Contact Bill
Serving Florida - Constituent Services
home » news: archive

Congressional budget plans for additional shuttle flights beyond 2010 retirement

April 28, 2009

WASHINGTON, D.C. – Congressional budget negotiators have included $2.5 billion in their overall federal spending blueprint to fly the space shuttle beyond its scheduled 2010 retirement date, if that’s needed to finish all the missions safely.

 

The budget provision, requested by U.S. Sen. Bill Nelson and Rep. Suzanne Kosmas, would help close the five-year gap between the shuttle’s planned retirement and its replacement which won’t be ready until 2015. Flying the shuttle through 2011 would close that gap by at least a year.
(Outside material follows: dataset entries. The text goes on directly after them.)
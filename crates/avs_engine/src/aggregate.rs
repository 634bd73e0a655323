use std::sync::mpsc;

use avs_core::{AggregationBuilder, AggregationResult};
use avs_logging::{avs_info, avs_warn};

use crate::receipt::ReceiptSource;
use crate::AggregationEvent;

pub trait ProgressSink: Send + Sync {
    fn emit(&self, event: AggregationEvent);
}

/// Discards every event.
#[derive(Debug, Default, Clone, Copy)]
pub struct NullProgressSink;

impl ProgressSink for NullProgressSink {
    fn emit(&self, _event: AggregationEvent) {}
}

pub struct ChannelProgressSink {
    tx: mpsc::Sender<AggregationEvent>,
}

impl ChannelProgressSink {
    pub fn new(tx: mpsc::Sender<AggregationEvent>) -> Self {
        Self { tx }
    }
}

impl ProgressSink for ChannelProgressSink {
    fn emit(&self, event: AggregationEvent) {
        let _ = self.tx.send(event);
    }
}

/// Runs the extractor over every URL, strictly one after another and in the
/// given order. Per-URL failures are collected, never propagated.
pub async fn aggregate(
    source: &dyn ReceiptSource,
    urls: &[String],
    sink: &dyn ProgressSink,
) -> AggregationResult {
    sink.emit(AggregationEvent::Started {
        url_count: urls.len(),
    });

    let mut builder = AggregationBuilder::new();
    for (index, url) in urls.iter().enumerate() {
        match source.extract(url).await {
            Ok(record) => match builder.record_receipt(&record) {
                Ok(()) => sink.emit(AggregationEvent::Extracted {
                    index,
                    url: url.clone(),
                    total: record.total.clone(),
                }),
                Err(err) => sink.emit(AggregationEvent::Failed {
                    index,
                    url: url.clone(),
                    reason: err.to_string(),
                }),
            },
            Err(err) => {
                avs_warn!("Receipt {} of {} failed: {}", index + 1, urls.len(), err);
                let reason = err.to_string();
                builder.record_failure(url, reason.clone());
                sink.emit(AggregationEvent::Failed {
                    index,
                    url: url.clone(),
                    reason,
                });
            }
        }
    }

    let result = builder.finish();
    avs_info!(
        "Aggregated {} receipts ({} failed), total {}",
        result.items.len(),
        result.failed_urls.len(),
        result.combined_total
    );
    sink.emit(AggregationEvent::Finished {
        succeeded: result.items.len(),
        failed: result.failed_urls.len(),
        combined_total: result.combined_total.clone(),
    });
    result
}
The move would also shorten the amount of time the U.S. has found it will need to rely solely on the Russians for human access to space. 

 

The shuttle is scheduled to be retired in the fall of next year, and President Barack Obama’s submitted budget plan provides only enough money for eight shuttle missions to the space station and one for Hubble by the end of 2010.  But Nelson has argued there should be no hard-and-fast deadline for launching those flights or mothballing the shuttle; and, that finishing all the shuttle’s work safely should come first.

 

Thus, the extra $2.5 billion included in the budget would fund the shuttle program through 2011, if NASA decides it’s unable to safely launch nine times before the fall of next year.

 

President Obama so far has been sticking with plans to retire NASA's shuttle fleet next year.  His budget blueprint, released by the White House in February, dashed the hopes of many on Florida's Space Coast that Obama might extend the life of the shuttle program -- one of several options examined by his transition team.  Besides the issues of safely finishing all the shuttle’s missions, thousands of jobs hang in the balance for workers in several states including Florida. 

 

A final vote on the budget is scheduled to come up this week in both the House of Representatives and the Senate.